On the one hand, net profit is the result of simple arithmetic: you take all the money you earned from your business, otherwise known as gross income, and you subtract all of your business-related expenses. Take what you earn, subtract what you spend, and the result is your profit.
On the other hand, profit is the fuel that powers your business and makes it grow. Without profit, your business grinds to a halt. In fact, unless you show a profit in at least three of five consecutive years, the IRS may decide that your business is really a hobby.

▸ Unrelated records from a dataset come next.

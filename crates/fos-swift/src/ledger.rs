//! Active rule ledger
//!
//! Persisted record of the rule that owns the live connection. The
//! connection is "attributable" to the record while its target still
//! matches: same logical id for server targets, same exit country for
//! country targets.

use crate::store::{keys, StorageItem, Store, StoreError};
use fos_rules::{Rule, TargetType};
use fos_vpn::ConnectionState;
use parking_lot::Mutex;
use serde::{Deserialize, Serialize};
use std::sync::Arc;
use tracing::{debug, warn};

pub const ACTIVE_RULE_ITEM: StorageItem<Option<ActiveRuleRecord>> =
    StorageItem::new(keys::ACTIVE_RULE);

#[derive(Debug, Clone, PartialEq, Eq, Serialize, Deserialize)]
#[serde(rename_all = "camelCase")]
pub struct ActiveRuleRecord {
    pub rule_id: String,
    pub host: String,
    #[serde(default, skip_serializing_if = "Option::is_none")]
    pub path: Option<String>,
    pub target_type: TargetType,
    pub target_id: String,
    pub target_label: String,
    pub time: u64,
}

impl ActiveRuleRecord {
    pub fn from_rule(rule: &Rule, time: u64) -> Self {
        Self {
            rule_id: rule.id.clone(),
            host: rule.host.clone(),
            path: rule.path.clone(),
            target_type: rule.target_type,
            target_id: rule.target_id.clone(),
            target_label: rule.target_label.clone(),
            time,
        }
    }

    pub fn is_attributable(&self, state: &ConnectionState) -> bool {
        targets_connection(self.target_type, &self.target_id, state)
    }
}

/// Does the connection in `state` point at `(target_type, target_id)`?
///
/// Looks at the connection's target even while it is still connecting.
pub fn targets_connection(target_type: TargetType, target_id: &str, state: &ConnectionState) -> bool {
    match target_type {
        TargetType::Server => state.server_id() == Some(target_id),
        TargetType::Country => state.exit_country() == Some(target_id),
    }
}

pub struct ActiveRuleLedger {
    store: Arc<dyn Store>,
    current: Mutex<Option<ActiveRuleRecord>>,
}

impl ActiveRuleLedger {
    /// Restore the ledger from storage. An unreadable record counts as empty.
    pub fn load(store: Arc<dyn Store>) -> Self {
        let current = match ACTIVE_RULE_ITEM.get(store.as_ref()) {
            Ok(record) => record.flatten(),
            Err(e) => {
                warn!("Ignoring unreadable active rule record: {}", e);
                None
            }
        };

        Self {
            store,
            current: Mutex::new(current),
        }
    }

    pub fn current(&self) -> Option<ActiveRuleRecord> {
        self.current.lock().clone()
    }

    pub fn is_set(&self) -> bool {
        self.current.lock().is_some()
    }

    /// Record `rule` as the owner of the live connection.
    pub fn set(&self, rule: &Rule, time: u64) -> Result<(), StoreError> {
        let record = ActiveRuleRecord::from_rule(rule, time);
        debug!("Active rule is now {} ({})", record.rule_id, rule.target_descriptor());
        *self.current.lock() = Some(record.clone());
        ACTIVE_RULE_ITEM.set(self.store.as_ref(), &Some(record))
    }

    pub fn clear(&self) -> Result<(), StoreError> {
        let previous = self.current.lock().take();
        if let Some(previous) = previous {
            debug!("Clearing active rule {}", previous.rule_id);
        }
        ACTIVE_RULE_ITEM.set(self.store.as_ref(), &None)
    }

    /// Is the ledger set and still describing the live connection?
    pub fn attributable(&self, state: &ConnectionState) -> bool {
        self.current
            .lock()
            .as_ref()
            .is_some_and(|record| record.is_attributable(state))
    }

    /// Clear the record if its rule no longer exists or was disabled.
    /// Returns whether it was cleared.
    pub fn retain_if_rule_enabled(&self, rules: &[Rule]) -> Result<bool, StoreError> {
        let orphaned = self.current.lock().as_ref().is_some_and(|record| {
            !rules
                .iter()
                .any(|rule| rule.id == record.rule_id && rule.enabled)
        });

        if orphaned {
            self.clear()?;
        }
        Ok(orphaned)
    }
}

#[cfg(test)]
mod tests {
    use super::*;
    use crate::store::MemoryStore;
    use fos_vpn::{ServerSummary, VpnState};

    fn rule(id: &str, target_type: TargetType, target_id: &str) -> Rule {
        Rule {
            id: id.into(),
            host: "example.com".into(),
            path: None,
            include_subdomains: false,
            enabled: true,
            target_type,
            target_id: target_id.into(),
            target_label: target_id.into(),
        }
    }

    fn connected(id: &str, country: &str) -> ConnectionState {
        ConnectionState {
            state: VpnState::Connected,
            server: Some(ServerSummary {
                id: id.into(),
                name: format!("{}#{}", country, id),
                exit_country: country.into(),
            }),
        }
    }

    #[test]
    fn test_attribution() {
        let state = connected("7", "CH");

        assert!(targets_connection(TargetType::Server, "7", &state));
        assert!(!targets_connection(TargetType::Server, "8", &state));
        assert!(targets_connection(TargetType::Country, "CH", &state));
        assert!(!targets_connection(TargetType::Country, "DE", &state));
        assert!(!targets_connection(TargetType::Server, "7", &ConnectionState::disconnected()));
    }

    #[test]
    fn test_set_clear_persist() {
        let store: Arc<dyn Store> = Arc::new(MemoryStore::new());
        let ledger = ActiveRuleLedger::load(store.clone());
        assert!(!ledger.is_set());

        ledger.set(&rule("r1", TargetType::Country, "CH"), 100).unwrap();
        assert!(ledger.attributable(&connected("7", "CH")));
        assert!(!ledger.attributable(&connected("9", "DE")));

        let restored = ActiveRuleLedger::load(store.clone());
        assert_eq!(restored.current().map(|r| r.time), Some(100));

        ledger.clear().unwrap();
        assert!(!ledger.is_set());
        assert_eq!(ACTIVE_RULE_ITEM.get(store.as_ref()).unwrap(), Some(None));
    }

    #[test]
    fn test_retain_if_rule_enabled() {
        let store: Arc<dyn Store> = Arc::new(MemoryStore::new());
        let ledger = ActiveRuleLedger::load(store);
        let mut owner = rule("r1", TargetType::Server, "7");
        ledger.set(&owner, 1).unwrap();

        assert!(!ledger.retain_if_rule_enabled(&[owner.clone()]).unwrap());
        assert!(ledger.is_set());

        owner.enabled = false;
        assert!(ledger.retain_if_rule_enabled(&[owner]).unwrap());
        assert!(!ledger.is_set());
    }
}
//! Connection Manager seam
//!
//! The engine never drives the tunnel itself. It asks a [`ConnectionManager`]
//! for the live state and issues connect/disconnect calls through it.

use crate::directory::{Logical, PhysicalServer};
use async_trait::async_trait;
use serde::{Deserialize, Serialize};

/// VPN connection state
#[derive(Debug, Clone, Copy, PartialEq, Eq, Serialize, Deserialize)]
#[serde(rename_all = "lowercase")]
pub enum VpnState {
    /// VPN is disconnected
    Disconnected,
    /// VPN is connecting
    Connecting,
    /// VPN is connected and ready
    Connected,
    /// Connection failed
    Failed,
}

impl VpnState {
    /// Check if VPN is usable
    pub fn is_connected(&self) -> bool {
        matches!(self, VpnState::Connected)
    }

    /// Check if VPN is in a failure state
    pub fn is_failed(&self) -> bool {
        matches!(self, VpnState::Failed)
    }
}

/// The server the connection currently targets
#[derive(Debug, Clone, PartialEq, Eq, Serialize, Deserialize)]
pub struct ServerSummary {
    /// Logical id
    pub id: String,
    pub name: String,
    pub exit_country: String,
}

impl From<&Logical> for ServerSummary {
    fn from(logical: &Logical) -> Self {
        Self {
            id: logical.id.clone(),
            name: logical.name.clone(),
            exit_country: logical.exit_country.clone(),
        }
    }
}

/// Snapshot of the live connection
#[derive(Debug, Clone, PartialEq, Eq)]
pub struct ConnectionState {
    pub state: VpnState,
    /// Target of the connection, kept while connecting and connected
    pub server: Option<ServerSummary>,
}

impl ConnectionState {
    pub fn disconnected() -> Self {
        Self {
            state: VpnState::Disconnected,
            server: None,
        }
    }

    pub fn is_connected(&self) -> bool {
        self.state.is_connected()
    }

    pub fn server_id(&self) -> Option<&str> {
        self.server.as_ref().map(|s| s.id.as_str())
    }

    pub fn exit_country(&self) -> Option<&str> {
        self.server.as_ref().map(|s| s.exit_country.as_str())
    }
}

/// Options for [`ConnectionManager::connect`]
#[derive(Debug, Clone, Copy, Default, PartialEq, Eq)]
pub struct ConnectOptions {
    /// Don't show the "connected" notification (automatic connects)
    pub suppress_notification: bool,
}

/// Connection manager errors
#[derive(Debug, thiserror::Error)]
pub enum VpnError {
    #[error("VPN not connected")]
    NotConnected,

    #[error("Server {0} is down")]
    ServerDown(String),

    #[error("Connection failed: {0}")]
    ConnectionFailed(String),

    #[error("Connection timeout")]
    Timeout,
}

/// Owner of the live VPN connection
#[async_trait]
pub trait ConnectionManager: Send + Sync {
    /// Resolve once the manager has restored its state and accepts calls.
    async fn wait_until_ready(&self);

    /// Current connection snapshot.
    async fn current_state(&self) -> ConnectionState;

    /// Connect to `server` of `logical`, replacing any current connection.
    async fn connect(
        &self,
        logical: &Logical,
        server: &PhysicalServer,
        options: ConnectOptions,
    ) -> Result<(), VpnError>;

    /// Drop the current connection.
    async fn disconnect(&self) -> Result<(), VpnError>;
}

In this case, you are not allowed to take deductions to offset your income (see the section “Not-for Profit Activities”  in IRS Publication 535 for more information on the so-called hobby rule). So an expense that might be a perfectly legitimate deduction for a profitable photographer or videographer, such as equipment purchase or travel, might be disallowed for someone whose expenses consistently outweigh their gross income.

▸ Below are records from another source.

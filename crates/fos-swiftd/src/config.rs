//! Daemon configuration
//!
//! ```toml
//! store_path = "swift-store.json"
//! directory_path = "directory.toml"
//! log_level = "debug"
//!
//! [engine]
//! blocked_site_window_secs = 300
//!
//! # Tabs already focused when the daemon starts
//! [[open_tabs]]
//! tab_id = 1
//! url = "https://example.com/"
//! ```

use fos_swift::{EngineConfig, EngineConfigError, FocusedTab};
use serde::{Deserialize, Serialize};
use std::path::{Path, PathBuf};
use thiserror::Error;

fn default_store_path() -> PathBuf {
    PathBuf::from("swift-store.json")
}

fn default_directory_path() -> PathBuf {
    PathBuf::from("directory.toml")
}

fn default_log_level() -> String {
    "info".to_string()
}

#[derive(Debug, Error)]
pub enum ConfigError {
    #[error("Failed to read {path}: {source}")]
    Io {
        path: PathBuf,
        #[source]
        source: std::io::Error,
    },

    #[error("Invalid config: {0}")]
    Parse(#[from] toml::de::Error),

    #[error("Invalid [engine] table: {0}")]
    Engine(#[from] EngineConfigError),
}

#[derive(Debug, Clone, PartialEq, Serialize, Deserialize)]
pub struct SwiftdConfig {
    /// JSON document holding rules, flags and engine records
    #[serde(default = "default_store_path")]
    pub store_path: PathBuf,
    /// Server directory, `.toml` or `.json`
    #[serde(default = "default_directory_path")]
    pub directory_path: PathBuf,
    /// Used when `RUST_LOG` is unset
    #[serde(default = "default_log_level")]
    pub log_level: String,
    #[serde(default)]
    pub engine: EngineConfig,
    #[serde(default)]
    pub open_tabs: Vec<FocusedTab>,
}

impl Default for SwiftdConfig {
    fn default() -> Self {
        Self {
            store_path: default_store_path(),
            directory_path: default_directory_path(),
            log_level: default_log_level(),
            engine: EngineConfig::default(),
            open_tabs: Vec::new(),
        }
    }
}

impl SwiftdConfig {
    pub fn from_toml(content: &str) -> Result<Self, ConfigError> {
        let config: Self = toml::from_str(content)?;
        config.engine.validate()?;
        Ok(config)
    }

    pub fn from_file(path: &Path) -> Result<Self, ConfigError> {
        let content = std::fs::read_to_string(path).map_err(|source| ConfigError::Io {
            path: path.to_path_buf(),
            source,
        })?;
        Self::from_toml(&content)
    }

    /// Load `path` when given, otherwise use defaults.
    pub fn load(path: Option<&Path>) -> Result<Self, ConfigError> {
        match path {
            Some(path) => Self::from_file(path),
            None => Ok(Self::default()),
        }
    }
}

Let’s look more closely at gross income. Where does it come from? Most of our income as professional image makers comes from what we bill our clients. If we have royalties from stock photography or books, that is included too. Wages we are paid as employees are not part of our business income. When clients send you a 1099 form, that is for business income; wages from employers are reported on the W-2 form.
The standard method of billing clients in our profession is the fee-plus-expenses method. In other words, you charge a fee for your creative services (also known as a day rate), and you also bill your client for any job-related expenses — those that show up as line items on your invoice. Thus, your gross annual income would consist of the total of all paid invoices for a given year, plus any other business income.
So the real question becomes this: how many jobs can you expect to bill during the year, and how much is each job worth? If you figure a working year as 50 weeks — you are going to take a two-week vacation, aren’t you? — and a working week as five days, then there are 250 working days per year. I have yet to meet a professional image maker who bills all 250 days. (If you are out there, please get in touch, and I will interview you for my next Eye on Image-Making column.)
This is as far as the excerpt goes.